P: E tinha goiaba verde?
F: Tinha muita – mas essas eu não como porque dá dor de barriga.
P: Eu sei. E tinha goiaba no chão, podre, preta.
F: Pai, tinha sim. Mas estas a gente nem olha.
P: A gente não, mas tem muito bichinho que gosta: mosquinha, minhoca,
passsarinho…mesmo a própria goiabeira, não é?
F: A própria goiabeira? Como é isso, Pai?

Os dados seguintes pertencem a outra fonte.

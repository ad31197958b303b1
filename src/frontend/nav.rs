use super::hooks::{use_narrow, use_window_scroll};
use super::{scroll_to_section, scroll_y};
use crate::config::site_config;
use crate::content::OWNER;
use crate::nav::NavState;
use crate::sections::Section;
use crate::viewport::ViewportClass;
use std::rc::Rc;
use yew::prelude::*;

pub enum NavAction {
    Scrolled(f64),
    ToggleMenu(ViewportClass),
    Selected,
    Viewport(ViewportClass),
}

impl Reducible for NavState {
    type Action = NavAction;

    fn reduce(self: Rc<Self>, action: Self::Action) -> Rc<Self> {
        let current = *self;
        let next = match action {
            NavAction::Scrolled(y) => current.on_scroll(y, site_config().nav_scroll_threshold_px),
            NavAction::ToggleMenu(viewport) => current.toggle_menu(viewport),
            NavAction::Selected => current.select(),
            NavAction::Viewport(viewport) => current.on_viewport(viewport),
        };

        if next == current {
            self
        } else {
            if next.menu_open != current.menu_open {
                log::debug!("menu {}", if next.menu_open { "opened" } else { "closed" });
            }
            Rc::new(next)
        }
    }
}

#[derive(Properties, PartialEq)]
pub struct NavBarProps {
    pub active: Section,
}

#[function_component(NavBar)]
pub fn nav_bar(props: &NavBarProps) -> Html {
    let narrow = use_narrow();
    let viewport = if narrow {
        ViewportClass::Narrow
    } else {
        ViewportClass::Wide
    };
    let state = use_reducer_eq(|| NavState::default().on_scroll(scroll_y(), site_config().nav_scroll_threshold_px));

    {
        let dispatcher = state.dispatcher();
        use_window_scroll(Callback::from(move |_| dispatcher.dispatch(NavAction::Scrolled(scroll_y()))));
    }

    {
        let dispatcher = state.dispatcher();
        use_effect_with(viewport, move |viewport| {
            dispatcher.dispatch(NavAction::Viewport(*viewport));
            || ()
        });
    }

    let on_toggle = {
        let dispatcher = state.dispatcher();
        Callback::from(move |_: MouseEvent| dispatcher.dispatch(NavAction::ToggleMenu(viewport)))
    };

    let link = |section: Section, index: usize| {
        let dispatcher = state.dispatcher();
        let onclick = Callback::from(move |_: MouseEvent| {
            scroll_to_section(section);
            dispatcher.dispatch(NavAction::Selected);
        });
        let style = narrow.then(|| format!("animation-delay: {:.2}s;", index as f64 * 0.05));

        html! {
            <button
                key={section.id()}
                type="button"
                class={classes!("nav-link", (props.active == section).then_some("is-active"))}
                aria-current={(props.active == section).then_some("true")}
                style={style}
                onclick={onclick}
            >
                {section.id()}
            </button>
        }
    };

    let links: Html = state
        .visible_links(viewport)
        .iter()
        .enumerate()
        .map(|(index, section)| link(*section, index))
        .collect();

    html! {
        <nav class={classes!("site-nav", state.is_opaque().then_some("is-opaque"), state.scrolled.then_some("is-scrolled"))}>
            <div class="brand">
                <span class="gradient-text">{OWNER}</span>
            </div>
            if narrow {
                <>
                    <button
                        type="button"
                        class={classes!("menu-toggle", state.menu_open.then_some("is-open"))}
                        aria-label={if state.menu_open { "Close menu" } else { "Open menu" }}
                        aria-expanded={state.menu_open.to_string()}
                        onclick={on_toggle}
                    >
                        <span class="menu-bar" />
                        <span class="menu-bar" />
                        <span class="menu-bar" />
                    </button>
                    if state.menu_open {
                        <div class="menu-overlay">{links}</div>
                    }
                </>
            } else {
                <div class="nav-links">{links}</div>
            }
        </nav>
    }
}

P: A goiabeira usa as goiabas que ela produz de novo, como uma espécie de adubo, pra
crescer. Você não viu um monte de goiabas podres no chão e algumas já bem escuras
e pretas…
F: … e cheia de bichinho de goiaba…
P: É, cheia de bichinho sim, mas uma boa parte daquelas goiabas não são os bichinhos
que aproveitam: é a própria goiabeira.
F: Goiabeira come goiaba, Pai?
P: Não, não come. Mas aproveita de novo uma boa parte das goiabas que caem e não
são aproveitadas por passarinhos e bichinhos e…
F: …minhocas.
P: É, minhocas.
F: É por isto que você diz que a goiabeira “goiaba”? “Goiabar” é isto? Quer dizer:
aproveitar as goiabas que caem no chão?
P: Também é isso. Mas você mesmo disse que a goiabeira dá sombra e dá flores – você
esqueceu das flores – dá goiaba…
F: Pai, você mesmo disse que não é assim!
P: Eu só disse que não devemos confundir o que a goiabeira. Faz com o que ela é.
F: E os passarinhos, Pai? Passarinhos são máquinas de passarinhar? São, não é?
P: São.
F: Eu entendo o que você quer dizer, Você quer dizer que se a goiabeira não
“goiabasse”, não aproveitasse as goiabas do chão…e a luz e o tempo e não desse raízes
e brotos e não crescesse e não fizesse sombra…não serviria de nada nem para os
passarinhos e os bichinhos…Se ela não goiabasse, deixava de ser goiabeira. Morria. Pai,
da próxima vez que eu chegar perto de uma goiabeira toda goiabada, eu vou falar bem
baixinho prá ela: “Goiabando aí, hein!”.